<<<<

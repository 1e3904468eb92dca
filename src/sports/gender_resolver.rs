use std::collections::HashMap;

use super::models::Gender;

pub trait GenderResolver: Send + Sync {
    /// A gender found in the display text always wins. Only `Unspecified`
    /// is replaced, and only when the sport has a known default.
    fn resolve(&self, sport_name: &str, text_gender: Gender) -> Gender;
}

/// Resolver seeded with the sports that are single-gender or coed by default.
#[derive(Debug, Clone)]
pub struct DefaultGenderResolver {
    defaults: HashMap<String, Gender>,
}

impl Default for DefaultGenderResolver {
    fn default() -> Self {
        let defaults = [
            ("softball", Gender::Women),
            ("baseball", Gender::Men),
            ("field hockey", Gender::Women),
            ("rowing", Gender::Women),
            ("bowling", Gender::Women),
            ("beach volleyball", Gender::Women),
            ("rifle", Gender::Coed),
            ("skiing", Gender::Coed),
            ("football", Gender::Men),
            ("fencing", Gender::Coed),
        ]
        .into_iter()
        .map(|(name, gender)| (name.to_string(), gender))
        .collect();

        Self { defaults }
    }
}

impl DefaultGenderResolver {
    pub fn new() -> Self {
        Self::default()
    }

    /// Adds or replaces the default for one sport on this instance only.
    pub fn register_default(&mut self, sport_name: &str, gender: Gender) {
        self.defaults.insert(normalize_key(sport_name), gender);
    }
}

fn normalize_key(sport_name: &str) -> String {
    sport_name.trim().to_lowercase()
}

impl GenderResolver for DefaultGenderResolver {
    fn resolve(&self, sport_name: &str, text_gender: Gender) -> Gender {
        if text_gender != Gender::Unspecified {
            return text_gender;
        }
        self.defaults
            .get(&normalize_key(sport_name))
            .copied()
            .unwrap_or(text_gender)
    }
}
use serde::{Deserialize, Serialize};
use std::fmt;
use std::str::FromStr;

use crate::error::AppError;

/// Ordered the way the athletic year runs.
#[derive(Debug, Clone, Copy, PartialEq, Eq, Hash, PartialOrd, Ord, Serialize, Deserialize)]
pub enum Season {
    Fall,
    Winter,
    Spring,
}

impl Season {
    pub fn as_str(self) -> &'static str {
        match self {
            Season::Fall => "Fall",
            Season::Winter => "Winter",
            Season::Spring => "Spring",
        }
    }
}

#[derive(Debug, Clone, Copy, PartialEq, Eq, Hash, PartialOrd, Ord, Serialize, Deserialize)]
pub enum Gender {
    Men,
    Women,
    Coed,
    Unspecified,
}

impl Gender {
    pub fn as_str(self) -> &'static str {
        match self {
            Gender::Men => "Men",
            Gender::Women => "Women",
            Gender::Coed => "Coed",
            Gender::Unspecified => "Unspecified",
        }
    }

    /// Men or Women
    pub fn is_specific(self) -> bool {
        matches!(self, Gender::Men | Gender::Women)
    }
}

impl fmt::Display for Season {
    fn fmt(&self, f: &mut fmt::Formatter<'_>) -> fmt::Result {
        f.write_str(self.as_str())
    }
}

impl fmt::Display for Gender {
    fn fmt(&self, f: &mut fmt::Formatter<'_>) -> fmt::Result {
        f.write_str(self.as_str())
    }
}

impl FromStr for Season {
    type Err = AppError;

    fn from_str(s: &str) -> Result<Self, Self::Err> {
        match s.trim().to_lowercase().as_str() {
            "fall" => Ok(Season::Fall),
            "winter" => Ok(Season::Winter),
            "spring" => Ok(Season::Spring),
            _ => Err(AppError::config_error(format!(
                "Unknown season '{s}'. Expected Fall, Winter or Spring"
            ))),
        }
    }
}

impl FromStr for Gender {
    type Err = AppError;

    fn from_str(s: &str) -> Result<Self, Self::Err> {
        match s.trim().to_lowercase().as_str() {
            "men" => Ok(Gender::Men),
            "women" => Ok(Gender::Women),
            "coed" => Ok(Gender::Coed),
            "unspecified" => Ok(Gender::Unspecified),
            _ => Err(AppError::config_error(format!(
                "Unknown gender '{s}'. Expected Men, Women or Coed"
            ))),
        }
    }
}

/// One entry of the sports navigation.
#[derive(Debug, Clone, PartialEq, Eq, Serialize, Deserialize)]
pub struct Sport {
    pub name: String,
    pub season: Season,
    pub gender: Gender,
    /// Absolute link, absent for plain text entries
    pub url: Option<String>,
}
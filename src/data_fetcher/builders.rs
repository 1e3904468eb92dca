//! Fluent query builders over a [`DataSource`].
//!
//! Required fields are checked in `execute`, before any request is made.

use std::sync::Arc;

use crate::constants::MAX_UPCOMING_DAYS;
use crate::data_fetcher::api::today_date_string;
use crate::data_fetcher::models::{ScheduleResponse, ScoreboardResponse};
use crate::data_fetcher::source::DataSource;
use crate::data_fetcher::sport_names::{self, Division};
use crate::error::AppError;

pub struct ScheduleQueryBuilder {
    client: Arc<dyn DataSource>,
    sport: Option<String>,
    gender: Option<String>,
    division: String,
    date: Option<String>,
    days: u32,
}

impl ScheduleQueryBuilder {
    pub fn new(client: Arc<dyn DataSource>) -> Self {
        Self {
            client,
            sport: None,
            gender: None,
            division: Division::default().to_string(),
            date: None,
            days: 1,
        }
    }

    pub fn for_sport(mut self, sport: impl Into<String>) -> Self {
        self.sport = Some(sport.into());
        self
    }

    /// Appends `-{gender}` to the sport slug.
    pub fn for_gender(mut self, gender: impl Into<String>) -> Self {
        self.gender = Some(gender.into());
        self
    }

    pub fn in_division(mut self, division: impl Into<String>) -> Self {
        self.division = division.into();
        self
    }

    /// Ignored when more than one day is requested.
    pub fn on_date(mut self, date: impl Into<String>) -> Self {
        self.date = Some(date.into());
        self
    }

    pub fn for_days(mut self, days: u32) -> Self {
        self.days = days;
        self
    }

    pub async fn execute(self) -> Result<Vec<ScheduleResponse>, AppError> {
        let sport = match self.sport.as_deref() {
            Some(sport) if !sport.is_empty() => sport,
            _ => {
                return Err(AppError::config_error(
                    "Sport is required. Use for_sport() to set it.",
                ));
            }
        };
        if self.days < 1 {
            return Err(AppError::config_error("Days must be at least 1"));
        }
        if self.days > MAX_UPCOMING_DAYS {
            return Err(AppError::config_error(format!(
                "Days must be at most {MAX_UPCOMING_DAYS}, got {}",
                self.days
            )));
        }

        let sport = sport_names::build(sport, self.gender.as_deref());
        if self.days > 1 {
            return self
                .client
                .get_upcoming_schedules(&sport, &self.division, self.days)
                .await;
        }

        let date = self.date.unwrap_or_else(today_date_string);
        let schedule = self.client.get_schedule(&sport, &self.division, &date).await?;
        Ok(vec![schedule])
    }
}

pub struct ScoreboardQueryBuilder {
    client: Arc<dyn DataSource>,
    gender: Option<String>,
    division: String,
    date: Option<String>,
}

impl ScoreboardQueryBuilder {
    pub fn new(client: Arc<dyn DataSource>) -> Self {
        Self {
            client,
            gender: None,
            division: Division::default().to_string(),
            date: None,
        }
    }

    pub fn for_gender(mut self, gender: impl Into<String>) -> Self {
        self.gender = Some(gender.into());
        self
    }

    pub fn in_division(mut self, division: impl Into<String>) -> Self {
        self.division = division.into();
        self
    }

    pub fn on_date(mut self, date: impl Into<String>) -> Self {
        self.date = Some(date.into());
        self
    }

    pub async fn execute(self) -> Result<ScoreboardResponse, AppError> {
        let gender = match self.gender.as_deref() {
            Some(gender) if !gender.is_empty() => gender,
            _ => {
                return Err(AppError::config_error(
                    "Gender is required. Use for_gender() to set it.",
                ));
            }
        };

        match self.date.as_deref() {
            Some(date) => self.client.get_scoreboard(gender, &self.division, date).await,
            None => self.client.get_todays_scoreboard(gender, &self.division).await,
        }
    }
}
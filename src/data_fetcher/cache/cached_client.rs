use async_trait::async_trait;
use lru::LruCache;
use std::num::NonZeroUsize;
use std::sync::Arc;
use std::sync::atomic::{AtomicU64, Ordering};
use std::time::Duration;
use tokio::sync::RwLock;
use tracing::{debug, info, instrument, warn};

use super::types::{CachedPayload, CachedResponse};
use crate::constants::{DEFAULT_CACHE_DURATION_SECONDS, RESPONSE_CACHE_CAPACITY};
use crate::data_fetcher::api::create_cache_key;
use crate::data_fetcher::models::{ScheduleResponse, ScoreboardResponse};
use crate::data_fetcher::source::DataSource;
use crate::error::AppError;

/// Read-through cache in front of another [`DataSource`].
///
/// Only the dated calls are cached. "Today" and "upcoming" calls resolve
/// their dates at call time and always go straight to the wrapped source.
/// Expired entries are dropped lazily when they are next looked up.
pub struct CachedClient {
    inner: Arc<dyn DataSource>,
    cache: RwLock<LruCache<String, CachedResponse>>,
    cache_duration_seconds: AtomicU64,
}

impl CachedClient {
    pub fn new(inner: Arc<dyn DataSource>, cache_duration_seconds: u64) -> Self {
        Self::with_capacity(inner, cache_duration_seconds, RESPONSE_CACHE_CAPACITY)
    }

    pub fn with_default_duration(inner: Arc<dyn DataSource>) -> Self {
        Self::new(inner, DEFAULT_CACHE_DURATION_SECONDS)
    }

    pub fn with_capacity(
        inner: Arc<dyn DataSource>,
        cache_duration_seconds: u64,
        capacity: usize,
    ) -> Self {
        let capacity = NonZeroUsize::new(capacity).unwrap_or(NonZeroUsize::MIN);
        Self {
            inner,
            cache: RwLock::new(LruCache::new(capacity)),
            cache_duration_seconds: AtomicU64::new(cache_duration_seconds),
        }
    }

    pub fn cache_duration(&self) -> Duration {
        Duration::from_secs(self.cache_duration_seconds.load(Ordering::Relaxed))
    }

    /// Number of entries currently held, expired ones included
    pub async fn len(&self) -> usize {
        self.cache.read().await.len()
    }

    pub async fn is_empty(&self) -> bool {
        self.cache.read().await.is_empty()
    }

    #[instrument(skip(self))]
    async fn get_cached(&self, key: &str) -> Option<CachedPayload> {
        let ttl = self.cache_duration();
        let mut cache = self.cache.write().await;

        if let Some(entry) = cache.get(key) {
            if !entry.is_expired(ttl) {
                debug!(
                    "Cache hit: key={:?}, age={:?}, expires_in={:?}",
                    key,
                    entry.cached_at.elapsed(),
                    entry.time_until_expiry(ttl)
                );
                return Some(entry.data.clone());
            }

            warn!(
                "Removing expired cache entry: key={:?}, age={:?}, ttl={:?}",
                key,
                entry.cached_at.elapsed(),
                ttl
            );
            cache.pop(key);
        } else {
            debug!("Cache miss: key={:?}", key);
        }

        None
    }

    async fn set_cached(&self, key: String, data: CachedPayload) {
        debug!("Caching response: key={:?}", key);
        self.cache.write().await.put(key, CachedResponse::new(data));
    }
}

#[async_trait]
impl DataSource for CachedClient {
    async fn get_scoreboard(
        &self,
        gender: &str,
        division: &str,
        date: &str,
    ) -> Result<ScoreboardResponse, AppError> {
        let key = create_cache_key("scoreboard", &[gender, division, date]);
        if let Some(CachedPayload::Scoreboard(cached)) = self.get_cached(&key).await {
            return Ok(cached);
        }

        let result = self.inner.get_scoreboard(gender, division, date).await?;
        self.set_cached(key, CachedPayload::Scoreboard(result.clone()))
            .await;
        Ok(result)
    }

    async fn get_schedule(
        &self,
        sport: &str,
        division: &str,
        date: &str,
    ) -> Result<ScheduleResponse, AppError> {
        let key = create_cache_key("schedule", &[sport, division, date]);
        if let Some(CachedPayload::Schedule(cached)) = self.get_cached(&key).await {
            return Ok(cached);
        }

        let result = self.inner.get_schedule(sport, division, date).await?;
        self.set_cached(key, CachedPayload::Schedule(result.clone()))
            .await;
        Ok(result)
    }

    async fn get_todays_scoreboard(
        &self,
        gender: &str,
        division: &str,
    ) -> Result<ScoreboardResponse, AppError> {
        self.inner.get_todays_scoreboard(gender, division).await
    }

    async fn get_todays_schedule(
        &self,
        sport: &str,
        division: &str,
    ) -> Result<ScheduleResponse, AppError> {
        self.inner.get_todays_schedule(sport, division).await
    }

    async fn get_upcoming_schedules(
        &self,
        sport: &str,
        division: &str,
        days: u32,
    ) -> Result<Vec<ScheduleResponse>, AppError> {
        self.inner
            .get_upcoming_schedules(sport, division, days)
            .await
    }

    async fn clear_cache(&self) {
        let removed = {
            let mut cache = self.cache.write().await;
            let len = cache.len();
            cache.clear();
            len
        };
        info!("Cleared {removed} cached responses");
        self.inner.clear_cache().await;
    }

    async fn set_cache_duration(&self, seconds: u64) {
        info!("Cache duration set to {seconds}s");
        self.cache_duration_seconds
            .store(seconds, Ordering::Relaxed);
        self.inner.set_cache_duration(seconds).await;
    }
}
pub mod cached_client;
pub mod types;

// Re-export the caching decorator
pub use cached_client::CachedClient;
// Re-export cache entry types
pub use types::*;
pub mod api;
pub mod builders;
pub mod cache;
pub mod decorators;
pub mod filters;
pub mod models;
pub mod source;
pub mod sport_names;

pub use api::CasablancaClient;
pub use builders::{ScheduleQueryBuilder, ScoreboardQueryBuilder};
pub use cache::CachedClient;
pub use decorators::{LoggingClient, ObservableClient};
pub use filters::{FilterChain, FilterFactory, GameFilter};
pub use source::DataSource;
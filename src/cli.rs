use clap::builder::styling::{AnsiColor, Effects, Styles};
use clap::{Parser, Subcommand};

use ncaa_casablanca::constants::{DEFAULT_UPCOMING_DAYS, MAX_UPCOMING_DAYS};
use ncaa_casablanca::data_fetcher::sport_names::{Division, GenderLabel};

fn get_styles() -> Styles {
    Styles::styled()
        .header(AnsiColor::Cyan.on_default().effects(Effects::BOLD))
        .usage(AnsiColor::Cyan.on_default().effects(Effects::BOLD))
        .literal(AnsiColor::Green.on_default())
        .placeholder(AnsiColor::Yellow.on_default())
        .error(AnsiColor::Red.on_default().effects(Effects::BOLD))
        .valid(AnsiColor::Green.on_default())
        .invalid(AnsiColor::Red.on_default())
}

/// NCAA scores, schedules and sports listings
///
/// Reads the public casablanca scoreboard and schedule feeds and the
/// sports navigation of ncaa.com. Responses are cached for the configured
/// duration within one run.
#[derive(Parser, Debug)]
#[command(version, about, long_about = None)]
#[command(styles = get_styles())]
pub struct Args {
    #[command(subcommand)]
    pub command: Command,

    /// Also print logs to stdout. Logs always go to the log file.
    #[arg(long = "debug", global = true, help_heading = "Debug")]
    pub debug: bool,

    /// Specify a custom log file path. If not provided, logs will be written to the default location.
    #[arg(long = "log-file", global = true, help_heading = "Debug")]
    pub log_file: Option<String>,
}

#[derive(Subcommand, Debug)]
pub enum Command {
    /// List NCAA sports by season.
    /// The gender column is left out when filtering by gender.
    Sports {
        /// Fall, Winter or Spring
        #[arg(long, short = 's')]
        season: Option<String>,

        /// Men, Women or Coed
        #[arg(long, short = 'g')]
        gender: Option<String>,
    },

    /// Show a basketball scoreboard
    Scoreboard {
        #[arg(long, short = 'g', value_enum)]
        gender: GenderLabel,

        #[arg(long, short = 'd', value_enum, default_value_t = Division::default())]
        division: Division,

        /// Date in YYYY/MM/DD format. Defaults to today.
        #[arg(long)]
        date: Option<String>,
    },

    /// Show basketball games in progress today
    Live {
        #[arg(long, short = 'g', value_enum)]
        gender: GenderLabel,

        #[arg(long, short = 'd', value_enum, default_value_t = Division::default())]
        division: Division,
    },

    /// Show games scheduled from today onward
    Upcoming {
        /// Sport slug, e.g. football or basketball-women
        #[arg(long, short = 's')]
        sport: String,

        #[arg(long, short = 'd', value_enum, default_value_t = Division::default())]
        division: Division,

        /// Number of days starting today
        #[arg(
            long,
            short = 'n',
            default_value_t = DEFAULT_UPCOMING_DAYS,
            value_parser = clap::value_parser!(u32).range(1..=i64::from(MAX_UPCOMING_DAYS))
        )]
        days: u32,
    },

    /// Show the current configuration
    Config,
}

>>>>

◆ What you have to do
Exactly the lines above from the one with "pub fn for_sport(mut" to the one with "pub fn for_days(mut", both included, are to be quoted; leave the rest out.

◆ Task result
    pub fn for_sport(mut self, sport: impl Into<String>) -> Self {
        self.sport = Some(sport.into());
        self
    }

    /// Appends `-{gender}` to the sport slug.
    pub fn for_gender(mut self, gender: impl Into<String>) -> Self {
        self.gender = Some(gender.into());
        self
    }

    pub fn in_division(mut self, division: impl Into<String>) -> Self {
        self.division = division.into();
        self
    }

    /// Ignored when more than one day is requested.
    pub fn on_date(mut self, date: impl Into<String>) -> Self {
        self.date = Some(date.into());
        self
    }

    pub fn for_days(mut self, days: u32) -> Self {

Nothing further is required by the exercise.